How to complete this task: What you return should match the data below exactly, line for line.

--- --- ---

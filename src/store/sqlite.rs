//! # SQLite-backed Student Store
//!
//! Owns a single `rusqlite::Connection`. Opening a store makes sure the
//! database file (and its parent directory) exists, then creates the
//! `students` table and seed rows if they are missing.
//!
//! Every write runs as one statement in autocommit mode, except
//! `reset_to_seed`, which clears and reseeds inside one transaction.

use super::schema;
use super::{NewStudent, Student, StudentStore, UniqueViolation};
use crate::config::BUSY_TIMEOUT;
use crate::parsing::Literal;
use eyre::{Result, WrapErr};
use rusqlite::types::{ToSql, ToSqlOutput, Value, ValueRef};
use rusqlite::{ffi, params, Connection};
use std::fs;
use std::path::{Path, PathBuf};
use tracing::{debug, info};

const INVALID_ENROLLMENT_DATE: &str = "enrollment_date must be a valid YYYY-MM-DD date";

pub struct SqliteStore {
    conn: Connection,
    path: Option<PathBuf>,
}

impl SqliteStore {
    pub fn open(path: impl AsRef<Path>) -> Result<Self> {
        let path = path.as_ref();

        if let Some(parent) = path.parent() {
            if !parent.as_os_str().is_empty() {
                fs::create_dir_all(parent).wrap_err_with(|| {
                    format!("failed to create database directory {}", parent.display())
                })?;
            }
        }

        let conn = Connection::open(path)
            .wrap_err_with(|| format!("failed to open database at {}", path.display()))?;
        conn.busy_timeout(BUSY_TIMEOUT)
            .wrap_err("failed to set busy timeout")?;

        let store = Self::from_connection(conn, Some(path.to_path_buf()))?;
        info!(path = %path.display(), "opened student database");
        Ok(store)
    }

    pub fn open_in_memory() -> Result<Self> {
        let conn = Connection::open_in_memory().wrap_err("failed to open in-memory database")?;
        Self::from_connection(conn, None)
    }

    fn from_connection(mut conn: Connection, path: Option<PathBuf>) -> Result<Self> {
        schema::ensure_table_and_seed(&mut conn)?;
        Ok(Self { conn, path })
    }

    /// `None` for in-memory stores.
    pub fn path(&self) -> Option<&Path> {
        self.path.as_deref()
    }
}

impl StudentStore for SqliteStore {
    fn list_students(&mut self) -> Result<Vec<Student>> {
        let mut stmt = self
            .conn
            .prepare(
                "SELECT student_id, first_name, last_name, email, enrollment_date
                 FROM students
                 ORDER BY student_id",
            )
            .wrap_err("failed to prepare student listing")?;

        let students = stmt
            .query_map([], |row| {
                Ok(Student {
                    student_id: row.get(0)?,
                    first_name: row.get(1)?,
                    last_name: row.get(2)?,
                    email: row.get(3)?,
                    enrollment_date: row.get(4)?,
                })
            })
            .and_then(|rows| rows.collect::<rusqlite::Result<Vec<_>>>())
            .wrap_err("failed to list students")?;

        Ok(students)
    }

    fn insert_student(&mut self, student: &NewStudent) -> Result<i64> {
        let student_id: i64 = self
            .conn
            .query_row(
                "INSERT INTO students (first_name, last_name, email, enrollment_date)
                 VALUES (?1, ?2, ?3, ?4)
                 RETURNING student_id",
                params![
                    student.first_name,
                    student.last_name,
                    student.email,
                    student.enrollment_date
                ],
                |row| row.get(0),
            )
            .map_err(|e| write_error(e, &student.email, "failed to add student"))?;

        debug!(student_id, email = %student.email, "inserted student");
        Ok(student_id)
    }

    fn update_email(&mut self, student_id: i64, new_email: &str) -> Result<usize> {
        let updated = self
            .conn
            .execute(
                "UPDATE students SET email = ?1 WHERE student_id = ?2",
                params![new_email, student_id],
            )
            .map_err(|e| write_error(e, new_email, "failed to update student email"))?;

        debug!(student_id, updated, "updated student email");
        Ok(updated)
    }

    fn delete_student(&mut self, student_id: i64) -> Result<usize> {
        let deleted = self
            .conn
            .execute("DELETE FROM students WHERE student_id = ?1", params![student_id])
            .wrap_err("failed to delete student")?;

        debug!(student_id, deleted, "deleted student");
        Ok(deleted)
    }

    fn reset_to_seed(&mut self) -> Result<()> {
        schema::reset_to_seed(&mut self.conn)?;
        info!("students table reset to seed data");
        Ok(())
    }
}

fn write_error(err: rusqlite::Error, email: &str, context: &'static str) -> eyre::Report {
    if is_unique_violation(&err) {
        UniqueViolation {
            email: email.to_string(),
        }
        .into()
    } else if is_check_violation(&err) {
        eyre::eyre!(INVALID_ENROLLMENT_DATE).wrap_err(context)
    } else {
        eyre::Report::new(err).wrap_err(context)
    }
}

/// Only `enrollment_date` carries a CHECK constraint.
fn is_check_violation(err: &rusqlite::Error) -> bool {
    matches!(
        err,
        rusqlite::Error::SqliteFailure(e, _) if e.extended_code == ffi::SQLITE_CONSTRAINT_CHECK
    )
}

fn is_unique_violation(err: &rusqlite::Error) -> bool {
    matches!(
        err,
        rusqlite::Error::SqliteFailure(e, _) if e.extended_code == ffi::SQLITE_CONSTRAINT_UNIQUE
    )
}

impl ToSql for Literal {
    fn to_sql(&self) -> rusqlite::Result<ToSqlOutput<'_>> {
        Ok(match self {
            Literal::None => ToSqlOutput::Owned(Value::Null),
            Literal::Bool(b) => ToSqlOutput::Owned(Value::Integer(i64::from(*b))),
            Literal::Int(i) => ToSqlOutput::Owned(Value::Integer(*i)),
            Literal::Float(f) => ToSqlOutput::Owned(Value::Real(*f)),
            Literal::Str(s) => ToSqlOutput::Borrowed(ValueRef::Text(s.as_bytes())),
            Literal::Date(d) => ToSqlOutput::Owned(Value::Text(d.format("%Y-%m-%d").to_string())),
        })
    }
}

--- --- ---

Solved exercise:
filename src/store/sqlite.rs
//! # SQLite-backed Student Store
//!
//! Owns a single `rusqlite::Connection`. Opening a store makes sure the
//! database file (and its parent directory) exists, then creates the
//! `students` table and seed rows if they are missing.
//!
//! Every write runs as one statement in autocommit mode, except
//! `reset_to_seed`, which clears and reseeds inside one transaction.

use super::schema;
use super::{NewStudent, Student, StudentStore, UniqueViolation};
use crate::config::BUSY_TIMEOUT;
use crate::parsing::Literal;
use eyre::{Result, WrapErr};
use rusqlite::types::{ToSql, ToSqlOutput, Value, ValueRef};
use rusqlite::{ffi, params, Connection};
use std::fs;
use std::path::{Path, PathBuf};
use tracing::{debug, info};

const INVALID_ENROLLMENT_DATE: &str = "enrollment_date must be a valid YYYY-MM-DD date";

pub struct SqliteStore {
    conn: Connection,
    path: Option<PathBuf>,
}

impl SqliteStore {
    pub fn open(path: impl AsRef<Path>) -> Result<Self> {
        let path = path.as_ref();

        if let Some(parent) = path.parent() {
            if !parent.as_os_str().is_empty() {
                fs::create_dir_all(parent).wrap_err_with(|| {
                    format!("failed to create database directory {}", parent.display())
                })?;
            }
        }

        let conn = Connection::open(path)
            .wrap_err_with(|| format!("failed to open database at {}", path.display()))?;
        conn.busy_timeout(BUSY_TIMEOUT)
            .wrap_err("failed to set busy timeout")?;

        let store = Self::from_connection(conn, Some(path.to_path_buf()))?;
        info!(path = %path.display(), "opened student database");
        Ok(store)
    }

    pub fn open_in_memory() -> Result<Self> {
        let conn = Connection::open_in_memory().wrap_err("failed to open in-memory database")?;
        Self::from_connection(conn, None)
    }

    fn from_connection(mut conn: Connection, path: Option<PathBuf>) -> Result<Self> {
        schema::ensure_table_and_seed(&mut conn)?;
        Ok(Self { conn, path })
    }

    /// `None` for in-memory stores.
    pub fn path(&self) -> Option<&Path> {
        self.path.as_deref()
    }
}

impl StudentStore for SqliteStore {
    fn list_students(&mut self) -> Result<Vec<Student>> {
        let mut stmt = self
            .conn
            .prepare(
                "SELECT student_id, first_name, last_name, email, enrollment_date
                 FROM students
                 ORDER BY student_id",
            )
            .wrap_err("failed to prepare student listing")?;

        let students = stmt
            .query_map([], |row| {
                Ok(Student {
                    student_id: row.get(0)?,
                    first_name: row.get(1)?,
                    last_name: row.get(2)?,
                    email: row.get(3)?,
                    enrollment_date: row.get(4)?,
                })
            })
            .and_then(|rows| rows.collect::<rusqlite::Result<Vec<_>>>())
            .wrap_err("failed to list students")?;

        Ok(students)
    }

    fn insert_student(&mut self, student: &NewStudent) -> Result<i64> {
        let student_id: i64 = self
            .conn
            .query_row(
                "INSERT INTO students (first_name, last_name, email, enrollment_date)
                 VALUES (?1, ?2, ?3, ?4)
                 RETURNING student_id",
                params![
                    student.first_name,
                    student.last_name,
                    student.email,
                    student.enrollment_date
                ],
                |row| row.get(0),
            )
            .map_err(|e| write_error(e, &student.email, "failed to add student"))?;

        debug!(student_id, email = %student.email, "inserted student");
        Ok(student_id)
    }

    fn update_email(&mut self, student_id: i64, new_email: &str) -> Result<usize> {
        let updated = self
            .conn
            .execute(
                "UPDATE students SET email = ?1 WHERE student_id = ?2",
                params![new_email, student_id],
            )
            .map_err(|e| write_error(e, new_email, "failed to update student email"))?;

        debug!(student_id, updated, "updated student email");
        Ok(updated)
    }

    fn delete_student(&mut self, student_id: i64) -> Result<usize> {
        let deleted = self
            .conn
            .execute("DELETE FROM students WHERE student_id = ?1", params![student_id])
            .wrap_err("failed to delete student")?;

        debug!(student_id, deleted, "deleted student");
        Ok(deleted)
    }

    fn reset_to_seed(&mut self) -> Result<()> {
        schema::reset_to_seed(&mut self.conn)?;
        info!("students table reset to seed data");
        Ok(())
    }
}

fn write_error(err: rusqlite::Error, email: &str, context: &'static str) -> eyre::Report {
    if is_unique_violation(&err) {
        UniqueViolation {
            email: email.to_string(),
        }
        .into()
    } else if is_check_violation(&err) {
        eyre::eyre!(INVALID_ENROLLMENT_DATE).wrap_err(context)
    } else {
        eyre::Report::new(err).wrap_err(context)
    }
}

/// Only `enrollment_date` carries a CHECK constraint.
fn is_check_violation(err: &rusqlite::Error) -> bool {
    matches!(
        err,
        rusqlite::Error::SqliteFailure(e, _) if e.extended_code == ffi::SQLITE_CONSTRAINT_CHECK
    )
}

fn is_unique_violation(err: &rusqlite::Error) -> bool {
    matches!(
        err,
        rusqlite::Error::SqliteFailure(e, _) if e.extended_code == ffi::SQLITE_CONSTRAINT_UNIQUE
    )
}

impl ToSql for Literal {
    fn to_sql(&self) -> rusqlite::Result<ToSqlOutput<'_>> {
        Ok(match self {
            Literal::None => ToSqlOutput::Owned(Value::Null),
            Literal::Bool(b) => ToSqlOutput::Owned(Value::Integer(i64::from(*b))),
            Literal::Int(i) => ToSqlOutput::Owned(Value::Integer(*i)),
            Literal::Float(f) => ToSqlOutput::Owned(Value::Real(*f)),
            Literal::Str(s) => ToSqlOutput::Borrowed(ValueRef::Text(s.as_bytes())),
            Literal::Date(d) => ToSqlOutput::Owned(Value::Text(d.format("%Y-%m-%d").to_string())),
        })
    }
}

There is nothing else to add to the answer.